And then we started putting more and more resources
and then Instagram exploded.
And Instagram really carried a lot of weight
in the fitness community because it's so visual.
Mm-hmm.
So that was a huge win for us.
When did you realize that this thing could work?
This thing being questioned.
Well, I knew it could work from the jump for what I wanted,
which was I wanted to love what I was doing every day.
I wanted to feel like I was sort of going to battle,
a righteous battle with my two brothers who I cared deeply
about and thought they had just amazing skills
that would just be incredibly valuable
in what we were doing.
And I felt ready as a marketer,
I felt like I understood something
that nobody else understood.
I felt that we could move fast.
And I felt that we could serve our customer well.
And that was it.
And I believed, because we always talked,
we were a food company.
We didn't look at it as a supplement company
or a bar company, we were a food company.

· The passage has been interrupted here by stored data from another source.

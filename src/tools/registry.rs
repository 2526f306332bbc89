//! 工具注册表
//!
//! 所有工具实现 Tool<D> trait（name / description / parameters / execute），由 ToolRegistry 按名注册与查找。
//! 依赖 D 不由注册表保存，而是在每次调用时由编排循环传入，同一注册表可服务多个使用不同依赖的运行。

use std::collections::HashMap;
use std::sync::Arc;

use async_trait::async_trait;
use serde::Serialize;
use serde_json::{Map, Value};

use crate::core::AgentError;
use crate::schema::{validate, ObjectSchema, ValidatedValue};

/// 工具返回值：JSON 对象（可由 returns() 声明各字段类型）
pub type ToolPayload = Map<String, Value>;

/// 工具 trait：名称、描述（供模型理解）、参数 schema、可选返回 schema、异步执行
#[async_trait]
pub trait Tool<D>: Send + Sync {
    /// 工具名称（模型调用时使用）
    fn name(&self) -> &str;

    /// 工具描述（供模型理解功能）
    fn description(&self) -> &str;

    /// 参数 schema；调用前会先校验，校验失败不会进入 execute
    fn parameters(&self) -> ObjectSchema {
        ObjectSchema::empty()
    }

    /// 返回值 schema；声明后，返回的 payload 会在注册表边界校验
    fn returns(&self) -> Option<ObjectSchema> {
        None
    }

    /// 执行工具：deps 为本次运行的依赖，args 已按 parameters() 校验并转换
    async fn execute(&self, deps: &D, args: ValidatedValue) -> Result<ToolPayload, String>;
}

/// 发给模型的工具定义
#[derive(Debug, Clone, PartialEq, Serialize)]
pub struct ToolDefinition {
    pub name: String,
    pub description: String,
    pub parameters: ObjectSchema,
}

impl ToolDefinition {
    /// 参数 JSON Schema
    pub fn parameters_json(&self) -> Value {
        self.parameters.to_json_schema()
    }
}

struct RegisteredTool<D> {
    tool: Arc<dyn Tool<D>>,
    parameters: ObjectSchema,
    returns: Option<ObjectSchema>,
}

/// 工具注册表：按名称存储 Arc<dyn Tool<D>>；名称唯一，schema 在注册时固定
pub struct ToolRegistry<D> {
    tools: HashMap<String, RegisteredTool<D>>,
}

impl<D> Default for ToolRegistry<D> {
    fn default() -> Self {
        Self {
            tools: HashMap::new(),
        }
    }
}

impl<D: Send + Sync + 'static> ToolRegistry<D> {
    pub fn new() -> Self {
        Self::default()
    }

    /// 注册工具；重名返回 DuplicateTool
    pub fn register(&mut self, tool: impl Tool<D> + 'static) -> Result<(), AgentError> {
        let name = tool.name().to_string();
        if self.tools.contains_key(&name) {
            return Err(AgentError::DuplicateTool(name));
        }
        let parameters = tool.parameters();
        let returns = tool.returns();
        self.tools.insert(
            name,
            RegisteredTool {
                tool: Arc::new(tool),
                parameters,
                returns,
            },
        );
        Ok(())
    }

    pub fn contains(&self, name: &str) -> bool {
        self.tools.contains_key(name)
    }

    pub fn len(&self) -> usize {
        self.tools.len()
    }

    pub fn is_empty(&self) -> bool {
        self.tools.is_empty()
    }

    pub fn tool_names(&self) -> Vec<String> {
        let mut names: Vec<String> = self.tools.keys().cloned().collect();
        names.sort();
        names
    }

    /// 工具定义列表（按名称排序，保证每次请求顺序稳定）
    pub fn definitions(&self) -> Vec<ToolDefinition> {
        let mut defs: Vec<ToolDefinition> = self
            .tools
            .iter()
            .map(|(name, t)| ToolDefinition {
                name: name.clone(),
                description: t.tool.description().to_string(),
                parameters: t.parameters.clone(),
            })
            .collect();
        defs.sort_by(|a, b| a.name.cmp(&b.name));
        defs
    }

    /// 校验参数 -> 调用工具 -> 校验返回值
    pub async fn invoke(&self, name: &str, deps: &D, args: &Value) -> Result<ToolPayload, AgentError> {
        let entry = self
            .tools
            .get(name)
            .ok_or_else(|| AgentError::UnknownTool(name.to_string()))?;

        let validated =
            validate(&entry.parameters, args).map_err(|failure| AgentError::InvalidArguments {
                tool: name.to_string(),
                failure,
            })?;

        let payload = entry
            .tool
            .execute(deps, validated)
            .await
            .map_err(|message| AgentError::ToolExecutionError {
                tool: name.to_string(),
                message,
            })?;

        match &entry.returns {
            Some(schema) => validate(schema, &Value::Object(payload))
                .map(ValidatedValue::into_map)
                .map_err(|failure| AgentError::ToolExecutionError {
                    tool: name.to_string(),
                    message: format!("invalid return payload: {failure}"),
                }),
            None => Ok(payload),
        }
    }
}
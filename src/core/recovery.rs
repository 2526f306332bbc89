//! 错误恢复策略
//!
//! 默认所有失败都终止运行。可按失败类别（工具执行失败 / 工具参数无效 / 最终答案校验失败）
//! 单独开启重试：错误作为 RetryPrompt 反馈给模型，重试次数受 max_retries 限制。
//! 同一次运行内，同一类别只会采用一种处理方式。

use serde::Deserialize;

use crate::core::{AgentError, RecoveryAction};

/// 单个失败类别的处理方式
#[derive(Debug, Clone, Copy, Default, PartialEq, Eq, Deserialize)]
#[serde(rename_all = "snake_case")]
pub enum FailurePolicy {
    /// 立即终止并返回该错误
    #[default]
    Terminate,
    /// 反馈给模型，继续循环
    Retry,
}

/// 按失败类别的恢复策略
#[derive(Debug, Clone, Copy, PartialEq, Eq)]
pub struct RecoveryPolicy {
    pub tool_errors: FailurePolicy,
    pub invalid_arguments: FailurePolicy,
    pub validation_errors: FailurePolicy,
    /// 单次运行内允许的重试总次数
    pub max_retries: usize,
}

impl Default for RecoveryPolicy {
    fn default() -> Self {
        Self {
            tool_errors: FailurePolicy::Terminate,
            invalid_arguments: FailurePolicy::Terminate,
            validation_errors: FailurePolicy::Terminate,
            max_retries: 1,
        }
    }
}

impl RecoveryPolicy {
    /// 所有可恢复类别都开启重试
    pub fn retry_all(max_retries: usize) -> Self {
        Self {
            tool_errors: FailurePolicy::Retry,
            invalid_arguments: FailurePolicy::Retry,
            validation_errors: FailurePolicy::Retry,
            max_retries,
        }
    }

    /// 根据错误与已用重试次数返回动作；未知工具、超时、模型故障等永远终止
    pub fn handle(&self, err: &AgentError, retries_used: usize) -> RecoveryAction {
        let policy = match err {
            AgentError::ToolExecutionError { .. } => self.tool_errors,
            AgentError::InvalidArguments { .. } => self.invalid_arguments,
            AgentError::SchemaValidationError(_) => self.validation_errors,
            _ => FailurePolicy::Terminate,
        };
        if policy == FailurePolicy::Retry && retries_used < self.max_retries {
            RecoveryAction::RetryWithPrompt(format!("{err}\n\nFix the errors and try again."))
        } else {
            RecoveryAction::Abort
        }
    }
}
//! Typed Agent - 首都查询示例
//!
//! 入口：初始化日志、加载配置、打开首都数据库，向模型提问并打印结构化结果。
//! 用法：typed-agent [提示词]

use anyhow::Context;
use typed_agent::{
    capitals::{Capital, CapitalDeps, CapitalStore, QueryNumbersTool, DEFAULT_PROMPT},
    config::{load_config, AppConfig},
    core::create_model_from_config,
    observability, Agent, RunOptions,
};

#[tokio::main]
async fn main() -> anyhow::Result<()> {
    observability::init();

    let cfg = load_config(None).unwrap_or_else(|e| {
        tracing::warn!("Config load failed ({}), using defaults", e);
        AppConfig::default()
    });

    let store = match &cfg.data.database {
        Some(path) => CapitalStore::open(path)
            .with_context(|| format!("Failed to open capitals database {}", path.display()))?,
        None => CapitalStore::sample().context("Failed to seed sample capitals")?,
    };
    let deps = CapitalDeps::new(store);

    let agent = Agent::<CapitalDeps, Capital>::builder("capitals")
        .with_config(&cfg)
        .typed_output()
        .and_then(|b| b.tool(QueryNumbersTool))
        .context("Failed to register tools")?
        .model(create_model_from_config(&cfg))
        .build()
        .context("Failed to build agent")?;

    let args: Vec<String> = std::env::args().skip(1).collect();
    let prompt = if args.is_empty() {
        DEFAULT_PROMPT.to_string()
    } else {
        args.join(" ")
    };

    let result = agent
        .run(&prompt, &deps, RunOptions::new())
        .await
        .context("Agent run failed")?;

    tracing::info!(steps = result.steps, messages = result.messages.len(), "done");
    println!("{}", serde_json::to_string_pretty(&result.output)?);
    Ok(())
}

And we were gonna end metabolic disease.
We wanted to make meaningful contributions
to the world of how food is made,
source, process, understood,
eaten, like all of it. And even just looking at the kinds of imagery we were putting out there,
we went so against veins and chains, right? So the bodybuilding industry up until that point was
literally guys with massive muscles, huge veins, wearing chains. And that was everywhere,
everywhere had that image.
And we thought, man, we're gonna focus on food.
I became obsessed with this certain color blue,
which I thought was appeal to men, appeal to women.
It was like this beautiful, optimistic, creative color.
I did all this research on what blue means to people
and how it hits the retina.
And literally it became like a natural stress point
because it was hard to get the right color.
But then it becomes this iconic color.
The whole industry starts copying it.
It was bananas.
But like going contract, like I heard,
I don't remember where I heard this,
but they said if you really want to be successful,
you have to be a contrarian and you have to be right.
And we were a contrarian and we were right.
And so because of that, it just everything went nuts.
And so looking at everything differently
and building a company that we were excited about
in a new way, taking care of customers,
it was just, yeah, it was crazy.
And you've been now doing impact theory for two years?
Just under, yeah.
So talking about that transition
and tell me a little bit about what impact theory is,
I mean, I think I have some idea,
but my guess is I'm probably missing a few of the details
and also the understanding of
when you decided hey it's time to go do this other thing full time because this was obviously a passion for you always. Yeah, so to understand impact theory you have to understand
Roshan Jackson and when I was in college and desperately trying to get good grades I had a teacher
offer extra credit to go tutor inner city kids. And so I said yes.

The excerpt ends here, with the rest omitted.